• What is expected:
Check each line of the records for "successfully"; collect those that have it.

• Records to process:
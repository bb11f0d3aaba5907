//! Asset management service

use std::sync::Arc;

use crate::{
    clock::Clock,
    error::{AppError, AppResult},
    models::{
        ActivityKind, Asset, AssetForm, AssetId, AssetStatus, AssigneeOption, AssignmentForm, Notification,
        Notifications, UpdateAsset,
    },
    repository::Repository,
    search,
    validation::{self, FieldErrors},
};

pub struct AssetsService<'a> {
    repository: &'a mut Repository,
    notifications: &'a mut Notifications,
    clock: &'a dyn Clock,
}

impl<'a> AssetsService<'a> {
    pub fn new(repository: &'a mut Repository, notifications: &'a mut Notifications, clock: &'a dyn Clock) -> Self {
        Self {
            repository,
            notifications,
            clock,
        }
    }

    pub fn list(&self) -> Arc<Vec<Asset>> {
        self.repository.assets_list()
    }

    /// Assets whose name, type or serial number contains `query`
    pub fn search(&self, query: &str) -> Vec<Asset> {
        let assets = self.repository.assets_list();
        let found: Vec<Asset> = search::filter(assets.as_slice(), query).into_iter().cloned().collect();
        tracing::debug!("Asset search {:?}: {} of {}", query, found.len(), assets.len());
        found
    }

    pub fn get(&self, id: AssetId) -> AppResult<Asset> {
        self.repository
            .assets_get(id)
            .cloned()
            .ok_or_else(|| AppError::NotFound(format!("Asset {} not found", id)))
    }

    /// Add an asset from the dialog form
    pub fn create(&mut self, form: &AssetForm) -> AppResult<Asset> {
        let data = validation::check_asset(form)?;
        let asset = self.repository.assets_create(data);
        tracing::info!("Asset {} created: {}", asset.id, asset.name);
        self.notifications.push(Notification::success(
            "Asset Added",
            format!("{} has been successfully added.", asset.name),
        ));
        Ok(asset)
    }

    /// Save the edit dialog. `Ok(None)` when the asset no longer exists.
    pub fn update(&mut self, id: AssetId, form: &AssetForm) -> AppResult<Option<Asset>> {
        let data = UpdateAsset::from(validation::check_asset(form)?);
        let Some(asset) = self.repository.assets_update(id, &data) else {
            tracing::warn!("Update of unknown asset {} ignored", id);
            return Ok(None);
        };
        tracing::info!("Asset {} updated", asset.id);
        self.notifications.push(Notification::success(
            "Asset Updated",
            format!("{} has been successfully updated.", asset.name),
        ));
        Ok(Some(asset))
    }

    pub fn delete(&mut self, id: AssetId) -> Option<Asset> {
        let Some(asset) = self.repository.assets_delete(id) else {
            tracing::warn!("Delete of unknown asset {} ignored", id);
            return None;
        };
        tracing::info!("Asset {} deleted", asset.id);
        self.notifications.push(Notification::success(
            "Asset Deleted",
            "The asset has been successfully deleted.",
        ));
        Some(asset)
    }

    /// Assign the asset from the assignment dialog. An already assigned
    /// asset simply changes hands.
    pub fn assign(&mut self, id: AssetId, form: &AssignmentForm) -> AppResult<Option<Asset>> {
        let assignment = validation::check_assignment(form, self.clock.today())?;
        if self.repository.employees_get_by_name(&assignment.employee_name).is_none() {
            tracing::warn!("Assignment to unknown employee {:?} rejected", assignment.employee_name);
            let mut errors = FieldErrors::default();
            errors.add("employeeName", "unknown", "Selected employee does not exist");
            return Err(errors.into());
        }
        let Some(asset) = self.repository.assets_assign(id, &assignment) else {
            tracing::warn!("Assignment of unknown asset {} ignored", id);
            return Ok(None);
        };
        tracing::info!(
            "Asset {} assigned to {} ({})",
            asset.id,
            assignment.employee_name,
            assignment.department
        );
        self.repository.activity_record(
            ActivityKind::Assignment,
            &asset.name,
            Some(assignment.employee_name.as_str()),
            Some(assignment.department),
            self.clock.now(),
        );
        self.notifications.push(Notification::success(
            "Asset Assigned",
            format!("Asset has been assigned to {}.", assignment.employee_name),
        ));
        Ok(Some(asset))
    }

    /// Take the asset back from its holder
    pub fn return_asset(&mut self, id: AssetId) -> Option<Asset> {
        let holder = self.repository.assets_get(id)?.clone();
        let asset = self.repository.assets_release(id, AssetStatus::Available)?;
        tracing::info!("Asset {} returned", asset.id);
        self.repository.activity_record(
            ActivityKind::Return,
            &asset.name,
            holder.assigned_to.as_deref(),
            holder.department,
            self.clock.now(),
        );
        self.notifications.push(Notification::success(
            "Asset Returned",
            format!("{} is available again.", asset.name),
        ));
        Some(asset)
    }

    /// Pull the asset out of circulation; any assignment is cleared
    pub fn send_to_maintenance(&mut self, id: AssetId) -> Option<Asset> {
        let holder = self.repository.assets_get(id)?.clone();
        let asset = self.repository.assets_release(id, AssetStatus::Maintenance)?;
        tracing::info!("Asset {} sent to maintenance", asset.id);
        self.repository.activity_record(
            ActivityKind::Maintenance,
            &asset.name,
            holder.assigned_to.as_deref(),
            holder.department,
            self.clock.now(),
        );
        self.notifications.push(Notification::success(
            "Asset Sent to Maintenance",
            format!("{} is now under maintenance.", asset.name),
        ));
        Some(asset)
    }

    /// Employees offered by the assignment dialog
    pub fn assignees(&self) -> Vec<AssigneeOption> {
        self.repository.employees_assignees()
    }

    /// Fresh assignment form, dated today
    pub fn assignment_form(&self) -> AssignmentForm {
        AssignmentForm::for_date(self.clock.today())
    }

    /// Picking an employee prefills their department
    pub fn pick_assignee(&self, form: &mut AssignmentForm, employee_name: &str) {
        form.employee_name = employee_name.to_string();
        form.department = self
            .repository
            .employees_get_by_name(employee_name)
            .map(|e| e.department.to_string())
            .unwrap_or_default();
    }
}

• Written answer:
            format!("{} has been successfully added.", asset.name),
            format!("{} has been successfully updated.", asset.name),
            "The asset has been successfully deleted.",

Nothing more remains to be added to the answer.